Nonetheless, the VA states that suicide prevention remains a primary focus. So what else is being done?
Since 2017, the department has been actively coordinating across its networks, as well as working in close partnership with the White House, Congress, the Centers for Disease Control and Prevention, the U.S. Department of Health and Human Services, and local communities.

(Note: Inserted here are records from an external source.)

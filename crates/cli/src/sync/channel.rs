// SPDX-License-Identifier: MIT
// Copyright (c) 2026 Alfred Jean LLC

//! Real-time push channel.
//!
//! Owns one push connection at a time. After a successful [`connect`], a
//! session task reads server messages, dispatches events, and reconnects on
//! drops following the configured delay schedule. Connection status is
//! published through [`ConnectionState`]; failures inside a live session
//! never surface to callers.
//!
//! [`connect`]: RealtimeChannel::connect

use std::collections::HashMap;
use std::sync::atomic::{AtomicU64, Ordering};
use std::sync::{Arc, Mutex, MutexGuard, PoisonError};
use std::time::Duration;

use fls_core::protocol::{ClientMessage, ServerMessage};
use fls_core::{ConnectionStatus, PushEvent};
use serde_json::Value;
use tokio::task::JoinHandle;
use tokio_util::sync::CancellationToken;

use super::cache::QueryCache;
use super::state::ConnectionState;
use super::transport::{Connector, Transport, TransportError};

/// Default reconnect schedule in milliseconds; the last entry repeats.
pub const RECONNECT_DELAYS_MS: [u64; 5] = [0, 2_000, 5_000, 10_000, 30_000];

/// Errors surfaced by channel operations.
#[derive(Debug, thiserror::Error)]
pub enum ChannelError {
    #[error("a session credential is required to connect")]
    MissingCredential,

    #[error(transparent)]
    Transport(#[from] TransportError),
}

/// Endpoint and reconnect schedule.
#[derive(Debug, Clone, PartialEq, Eq)]
pub struct ChannelConfig {
    pub url: String,
    pub reconnect_delays: Vec<Duration>,
}

impl ChannelConfig {
    pub fn new(url: impl Into<String>) -> Self {
        ChannelConfig {
            url: url.into(),
            reconnect_delays: RECONNECT_DELAYS_MS
                .iter()
                .map(|ms| Duration::from_millis(*ms))
                .collect(),
        }
    }

    pub fn with_delays(mut self, delays: Vec<Duration>) -> Self {
        self.reconnect_delays = delays;
        self
    }

    /// Wait before reconnect attempt `attempt` (1-based).
    pub fn delay_for(&self, attempt: usize) -> Duration {
        let index = attempt.saturating_sub(1);
        self.reconnect_delays
            .get(index)
            .or_else(|| self.reconnect_delays.last())
            .copied()
            .unwrap_or_default()
    }
}

/// Identifies a registered event handler.
#[derive(Debug, Clone, Copy, PartialEq, Eq, Hash)]
pub struct HandlerId(u64);

type Handler = Arc<dyn Fn(&Value) + Send + Sync>;

struct SessionTask {
    cancel: CancellationToken,
    handle: JoinHandle<()>,
}

struct Inner<C: Connector> {
    config: ChannelConfig,
    connector: C,
    state: Arc<ConnectionState>,
    cache: Arc<dyn QueryCache>,
    handlers: Mutex<HashMap<String, Vec<(HandlerId, Handler)>>>,
    next_handler: AtomicU64,
    transport: Mutex<Option<Arc<C::Transport>>>,
    session: Mutex<Option<SessionTask>>,
    /// Serializes connect and disconnect.
    lifecycle: tokio::sync::Mutex<()>,
}

/// Manages the push connection lifecycle.
pub struct RealtimeChannel<C: Connector> {
    inner: Arc<Inner<C>>,
}

fn lock<T>(mutex: &Mutex<T>) -> MutexGuard<'_, T> {
    mutex.lock().unwrap_or_else(PoisonError::into_inner)
}

impl<C: Connector> RealtimeChannel<C> {
    pub fn new(
        config: ChannelConfig,
        connector: C,
        state: Arc<ConnectionState>,
        cache: Arc<dyn QueryCache>,
    ) -> Self {
        RealtimeChannel {
            inner: Arc::new(Inner {
                config,
                connector,
                state,
                cache,
                handlers: Mutex::new(HashMap::new()),
                next_handler: AtomicU64::new(1),
                transport: Mutex::new(None),
                session: Mutex::new(None),
                lifecycle: tokio::sync::Mutex::new(()),
            }),
        }
    }

    pub fn status(&self) -> ConnectionStatus {
        self.inner.state.connection_status()
    }

    pub fn state(&self) -> &Arc<ConnectionState> {
        &self.inner.state
    }

    /// Open the push connection with `token` as the bearer credential.
    ///
    /// Returns immediately if already connected. A fresh call while
    /// reconnecting abandons the old session and starts over.
    pub async fn connect(&self, token: &str) -> Result<(), ChannelError> {
        if token.trim().is_empty() {
            return Err(ChannelError::MissingCredential);
        }
        let _lifecycle = self.inner.lifecycle.lock().await;

        if self.status() == ConnectionStatus::Connected && lock(&self.inner.transport).is_some() {
            return Ok(());
        }

        self.stop_session().await;
        self.inner.state.set_connection_status(ConnectionStatus::Disconnected);
        self.inner.state.set_connection_status(ConnectionStatus::Connecting);

        let transport = match self.inner.connector.connect(&self.inner.config.url, token).await {
            Ok(transport) => Arc::new(transport),
            Err(e) => {
                tracing::warn!(url = %self.inner.config.url, error = %e, "connect failed");
                self.inner.state.set_connection_status(ConnectionStatus::Disconnected);
                return Err(e.into());
            }
        };

        *lock(&self.inner.transport) = Some(Arc::clone(&transport));
        self.inner.state.set_connection_status(ConnectionStatus::Connected);
        tracing::info!(url = %self.inner.config.url, "real-time channel connected");

        let cancel = CancellationToken::new();
        let handle = tokio::spawn(run_session(
            Arc::clone(&self.inner),
            transport,
            cancel.clone(),
            token.to_string(),
        ));
        *lock(&self.inner.session) = Some(SessionTask { cancel, handle });
        Ok(())
    }

    /// Tear the connection down.
    ///
    /// Always ends `Disconnected` with no group; close errors are logged.
    pub async fn disconnect(&self) {
        let _lifecycle = self.inner.lifecycle.lock().await;
        self.stop_session().await;

        let transport = lock(&self.inner.transport).take();
        if let Some(transport) = transport {
            if let Err(e) = transport.close().await {
                tracing::warn!(error = %e, "error closing real-time channel");
            }
        }
        self.inner.state.set_current_group(None);
        self.inner.state.set_connection_status(ConnectionStatus::Disconnected);
        tracing::info!("real-time channel disconnected");
    }

    async fn stop_session(&self) {
        let task = lock(&self.inner.session).take();
        if let Some(task) = task {
            task.cancel.cancel();
            if let Err(e) = task.handle.await {
                tracing::warn!(error = %e, "session task ended abnormally");
            }
        }
    }

    fn live_transport(&self) -> Option<Arc<C::Transport>> {
        if self.status() != ConnectionStatus::Connected {
            return None;
        }
        lock(&self.inner.transport).clone()
    }

    /// Join `group`, leaving the current one first.
    ///
    /// Ignored with a warning when not connected.
    pub async fn join_group(&self, group: &str) -> Result<(), ChannelError> {
        let Some(transport) = self.live_transport() else {
            tracing::warn!(group, "not connected, ignoring group join");
            return Ok(());
        };

        if let Some(previous) = self.inner.state.current_group() {
            if previous == group {
                return Ok(());
            }
            transport.send(ClientMessage::leave(previous)).await?;
        }
        transport.send(ClientMessage::join(group)).await?;
        self.inner.state.set_current_group(Some(group.to_string()));
        tracing::info!(group, "joined group");
        Ok(())
    }

    /// Leave `group`. Ignored with a warning when not connected.
    pub async fn leave_group(&self, group: &str) -> Result<(), ChannelError> {
        let Some(transport) = self.live_transport() else {
            tracing::warn!(group, "not connected, ignoring group leave");
            return Ok(());
        };

        transport.send(ClientMessage::leave(group)).await?;
        if self.inner.state.current_group().as_deref() == Some(group) {
            self.inner.state.set_current_group(None);
        }
        Ok(())
    }

    /// Call a named server method. Ignored with a warning when not connected.
    pub async fn invoke(&self, method: &str, args: Value) -> Result<(), ChannelError> {
        let Some(transport) = self.live_transport() else {
            tracing::warn!(method, "not connected, ignoring invocation");
            return Ok(());
        };
        transport.send(ClientMessage::invoke(method, args)).await?;
        Ok(())
    }

    /// Register a handler for server events named `event`.
    pub fn on(&self, event: &str, handler: impl Fn(&Value) + Send + Sync + 'static) -> HandlerId {
        let id = HandlerId(self.inner.next_handler.fetch_add(1, Ordering::Relaxed));
        lock(&self.inner.handlers)
            .entry(event.to_string())
            .or_default()
            .push((id, Arc::new(handler)));
        id
    }

    /// Remove a handler. Returns false if it was not registered.
    pub fn off(&self, id: HandlerId) -> bool {
        let mut handlers = lock(&self.inner.handlers);
        for list in handlers.values_mut() {
            if let Some(pos) = list.iter().position(|(h, _)| *h == id) {
                list.remove(pos);
                return true;
            }
        }
        false
    }
}

impl<C: Connector> Drop for RealtimeChannel<C> {
    fn drop(&mut self) {
        if let Some(task) = lock(&self.inner.session).take() {
            task.cancel.cancel();
        }
    }
}

impl<C: Connector> Inner<C> {
    fn dispatch(&self, name: &str, data: &Value) {
        if let Some(event) = PushEvent::from_name(name) {
            for key in event.invalidates() {
                self.cache.invalidate(*key);
            }
        }

        // Clone out so handlers may register or remove handlers.
        let handlers: Vec<Handler> = lock(&self.handlers)
            .get(name)
            .map(|list| list.iter().map(|(_, h)| Arc::clone(h)).collect())
            .unwrap_or_default();
        tracing::debug!(event = name, handlers = handlers.len(), "server event");
        for handler in handlers {
            handler(data);
        }
    }

    /// The session cannot continue; stop without reconnecting.
    fn fail(&self) {
        lock(&self.transport).take();
        self.state.set_current_group(None);
        self.state.set_connection_status(ConnectionStatus::Disconnected);
    }

    /// Reconnect until it works, the credential is refused, or `cancel` fires.
    async fn reconnect(
        &self,
        cancel: &CancellationToken,
        token: &str,
    ) -> Option<Arc<C::Transport>> {
        let mut attempt = 0;
        loop {
            attempt += 1;
            let delay = self.config.delay_for(attempt);
            tokio::select! {
                biased;
                _ = cancel.cancelled() => return None,
                _ = tokio::time::sleep(delay) => {}
            }

            let result = tokio::select! {
                biased;
                _ = cancel.cancelled() => return None,
                result = self.connector.connect(&self.config.url, token) => result,
            };

            let transport = match result {
                Ok(transport) => Arc::new(transport),
                Err(TransportError::SerializationError(e)) => {
                tracing::warn!(error = %e, "skipping undecodable server message");
                false
            }
            Err(e) if e.is_fatal() => {
                    tracing::error!(error = %e, "reconnect refused, giving up");
                    self.fail();
                    return None;
                }
                Err(e) => {
                    tracing::warn!(attempt, ?delay, error = %e, "reconnect attempt failed");
                    continue;
                }
            };

            if let Some(group) = self.state.current_group() {
                if let Err(e) = transport.send(ClientMessage::join(group.clone())).await {
                    tracing::warn!(attempt, group = %group, error = %e, "rejoin failed");
                    continue;
                }
            }

            *lock(&self.transport) = Some(Arc::clone(&transport));
            self.state.set_connection_status(ConnectionStatus::Connected);
            tracing::info!(attempt, "real-time channel reconnected");
            return Some(transport);
        }
    }
}

async fn run_session<C: Connector>(
    inner: Arc<Inner<C>>,
    mut transport: Arc<C::Transport>,
    cancel: CancellationToken,
    token: String,
) {
    loop {
        let received = tokio::select! {
            biased;
            _ = cancel.cancelled() => return,
            received = transport.recv() => received,
        };

        let dropped = match received {
            Ok(Some(ServerMessage::Event { name, data })) => {
                inner.dispatch(&name, &data);
                false
            }
            Ok(Some(ServerMessage::Pong { .. })) => false,
            Ok(Some(ServerMessage::Error { message })) => {
                tracing::error!(message = %message, "server ended the session");
                inner.fail();
                if let Err(e) = transport.close().await {
                    tracing::debug!(error = %e, "close after server error");
                }
                return;
            }
            Err(e) if e.is_fatal() => {
                tracing::error!(error = %e, "session refused");
                inner.fail();
                return;
            }
            Err(e) => {
                tracing::warn!(error = %e, "connection lost");
                true
            }
            Ok(None) => {
                tracing::warn!("connection closed by server");
                true
            }
        };

        if dropped {
            lock(&inner.transport).take();
            inner.state.set_connection_status(ConnectionStatus::Reconnecting);
            match inner.reconnect(&cancel, &token).await {
                Some(next) => transport = next,
                None => return,
            }
        }
    }
}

A Veterans Crisis Line expanded its text and chat access, and claims to have improved from answering 70 percent of incoming calls in 2017 to 99.6 percent of calls without rollover in 2019. The VA also attests to making progress in “clinical research developing and testing evidence-based psychotherapy advances, medications and alternative approaches to treating PTSD,” in addition to significantly broadening community partnerships, clinical partnerships, and outreach.
Other initiatives in the VA pipeline include the Puppies Assisting Wounded Servicemembers (PAWS) Act, which would require that the VA offer $25,000 vouchers to veterans diagnosed as having PTSD. As it stands, the VA only financially backs service dogs for use related to mobility and physical needs, rather than mental needs.
The bill was introduced last summer by Rep. John Rutherford, R-Fla., but is yet to reach the House floor.
Last year, the VA also kicked off an outreach suicide prevention program in rural regions, having determined that suicide rates were heightened among those in more isolated pockets of the country.
According to Shulkin, the key lies in a hybrid partnership between the public and private sectors, and in making better use of the money available.
“When you look back at the problems of the VA, many have been systematic and span decades. It’s a system that needs to be updated and modernized. It needs to do things like embrace technology and give nurses more practical authority,” he underscored. “It’s not about just throwing more money at it. I have never felt that the VA suffered from a lack of financial support, but it needs to be internally evaluated in creating a better system of care.”
Voss, who co-authored “Where War Ends” with his sister Rebecca, also highlighted the importance of giving families a “peek behind the curtain” in the hopes that loved ones can ascertain a richer understanding of the moral traumas suffered by veterans.
“For our family, the writing was healing — talking about the sorrow and shame and survivor’s guilt,” Rebecca added. “We need to all understand what war does to people. If we don’t understand, we aren’t understanding the real costs of sending our children into battle.”